// Copyright (c) 2026 Bountyy Oy. All rights reserved.
// This software is proprietary and confidential.

/**
 * Bountyy Oy - HTTP Client Tests
 * Tests for form discovery, multipart uploads and redirect handling
 *
 * @copyright 2026 Bountyy Oy
 * @license Proprietary
 */

use upload_intel::errors::TransportError;
use upload_intel::http_client::{HttpClient, Transport, UploadFile};
use wiremock::{
    matchers::{body_string_contains, method, path},
    Mock, MockServer, ResponseTemplate,
};

const ACCOUNT_PAGE: &str = r#"<html><body>
<form class="login-form" id="avatar-upload-form" action="/my-account/avatar" method="POST" enctype="multipart/form-data">
    <p>
    <label>Avatar:</label>
    <input type="file" name="avatar">
    <input required type="hidden" name="user" value="wiener" />
    <input required type="hidden" name="csrf" value="tok123">
    <button class=button type=submit>Upload</button>
</form>
</body></html>"#;

#[tokio::test]
async fn test_http_client_get_success() {
    let mock_server = MockServer::start().await;

    Mock::given(method("GET"))
        .and(path("/test"))
        .respond_with(
            ResponseTemplate::new(200)
                .set_body_string("Success")
                .insert_header("X-Powered-By", "PHP/7.4.3"),
        )
        .mount(&mock_server)
        .await;

    let url = format!("{}/test", mock_server.uri());
    let client = HttpClient::new(&url, 5).unwrap();
    let response = client.fetch(&url).await.unwrap();

    assert_eq!(response.status_code, 200);
    assert_eq!(response.body, "Success");
    assert_eq!(
        response.headers.get("x-powered-by").map(String::as_str),
        Some("PHP/7.4.3")
    );
    assert_eq!(response.header("X-Powered-By").as_deref(), Some("PHP/7.4.3"));
}

#[tokio::test]
async fn test_http_client_does_not_follow_redirects() {
    let mock_server = MockServer::start().await;

    Mock::given(method("GET"))
        .and(path("/my-account"))
        .respond_with(ResponseTemplate::new(302).insert_header("Location", "/login"))
        .mount(&mock_server)
        .await;

    let url = format!("{}/my-account", mock_server.uri());
    let client = HttpClient::new(&url, 5).unwrap();
    let response = client.fetch(&url).await.unwrap();

    assert_eq!(response.status_code, 302);
    assert_eq!(response.header("location").as_deref(), Some("/login"));
}

#[tokio::test]
async fn test_upload_discovers_form_on_parent_page() {
    let mock_server = MockServer::start().await;

    Mock::given(method("GET"))
        .and(path("/my-account/avatar"))
        .respond_with(ResponseTemplate::new(405))
        .mount(&mock_server)
        .await;

    Mock::given(method("GET"))
        .and(path("/my-account"))
        .respond_with(ResponseTemplate::new(200).set_body_string(ACCOUNT_PAGE))
        .mount(&mock_server)
        .await;

    Mock::given(method("POST"))
        .and(path("/my-account/avatar"))
        .and(body_string_contains("tok123"))
        .and(body_string_contains("name=\"avatar\"; filename=\"shell.php\""))
        .and(body_string_contains("wiener"))
        .respond_with(
            ResponseTemplate::new(200)
                .set_body_string("The file avatars/shell.php has been uploaded."),
        )
        .expect(1)
        .mount(&mock_server)
        .await;

    let upload_url = format!("{}/my-account/avatar", mock_server.uri());
    let client = HttpClient::new(&upload_url, 5).unwrap();

    let fields = client.discover_form().await;
    assert_eq!(fields.csrf.as_deref(), Some("tok123"));
    assert_eq!(fields.file_field.as_deref(), Some("avatar"));

    let file = UploadFile::new("shell.php", b"<?php echo 1; ?>".to_vec())
        .with_content_type("application/x-php");
    let response = client.upload(&file).await.unwrap();

    assert_eq!(response.status_code, 200);
    assert!(response.contains("has been uploaded"));
}

#[tokio::test]
async fn test_upload_falls_back_to_default_field_name() {
    let mock_server = MockServer::start().await;

    Mock::given(method("POST"))
        .and(path("/upload"))
        .and(body_string_contains("name=\"file\"; filename=\"probe.jpg\""))
        .respond_with(ResponseTemplate::new(200).set_body_string("ok"))
        .mount(&mock_server)
        .await;

    let upload_url = format!("{}/upload", mock_server.uri());
    let client = HttpClient::new(&upload_url, 5).unwrap();

    let file = UploadFile::new("probe.jpg", b"JFIF".to_vec()).with_content_type("image/jpeg");
    let response = client.upload(&file).await.unwrap();

    assert_eq!(response.status_code, 200);
    assert_eq!(response.body, "ok");
}

#[tokio::test]
async fn test_upload_keeps_encoded_null_byte_in_filename() {
    let mock_server = MockServer::start().await;

    Mock::given(method("POST"))
        .and(path("/upload"))
        .and(body_string_contains("filename=\"exploit.php%00.jpg\""))
        .respond_with(ResponseTemplate::new(200).set_body_string("stored"))
        .mount(&mock_server)
        .await;

    let upload_url = format!("{}/upload", mock_server.uri());
    let client = HttpClient::new(&upload_url, 5).unwrap();

    let file = UploadFile::new("exploit.php%00.jpg", b"<?php ?>".to_vec());
    let response = client.upload(&file).await.unwrap();

    assert_eq!(response.status_code, 200);
}

#[tokio::test]
async fn test_session_cookie_is_sent() {
    let mock_server = MockServer::start().await;

    Mock::given(method("GET"))
        .and(path("/my-account"))
        .and(wiremock::matchers::header("cookie", "session=abc123"))
        .respond_with(ResponseTemplate::new(200).set_body_string("Your username is: wiener"))
        .mount(&mock_server)
        .await;

    let url = format!("{}/my-account", mock_server.uri());
    let settings = upload_intel::config::HttpSettings::default();
    let client = HttpClient::with_config(&url, &settings, Some("abc123")).unwrap();
    let response = client.fetch(&url).await.unwrap();

    assert_eq!(response.status_code, 200);
    assert!(response.contains("wiener"));
}

#[test]
fn test_invalid_upload_url_is_rejected() {
    let result = HttpClient::new("not a url", 5);
    assert!(matches!(result, Err(TransportError::InvalidUrl { .. })));
}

----

Copy every line of the listing that contains the word "shell".

        .and(body_string_contains("name=\"avatar\"; filename=\"shell.php\""))
                .set_body_string("The file avatars/shell.php has been uploaded."),
    let file = UploadFile::new("shell.php", b"<?php echo 1; ?>".to_vec())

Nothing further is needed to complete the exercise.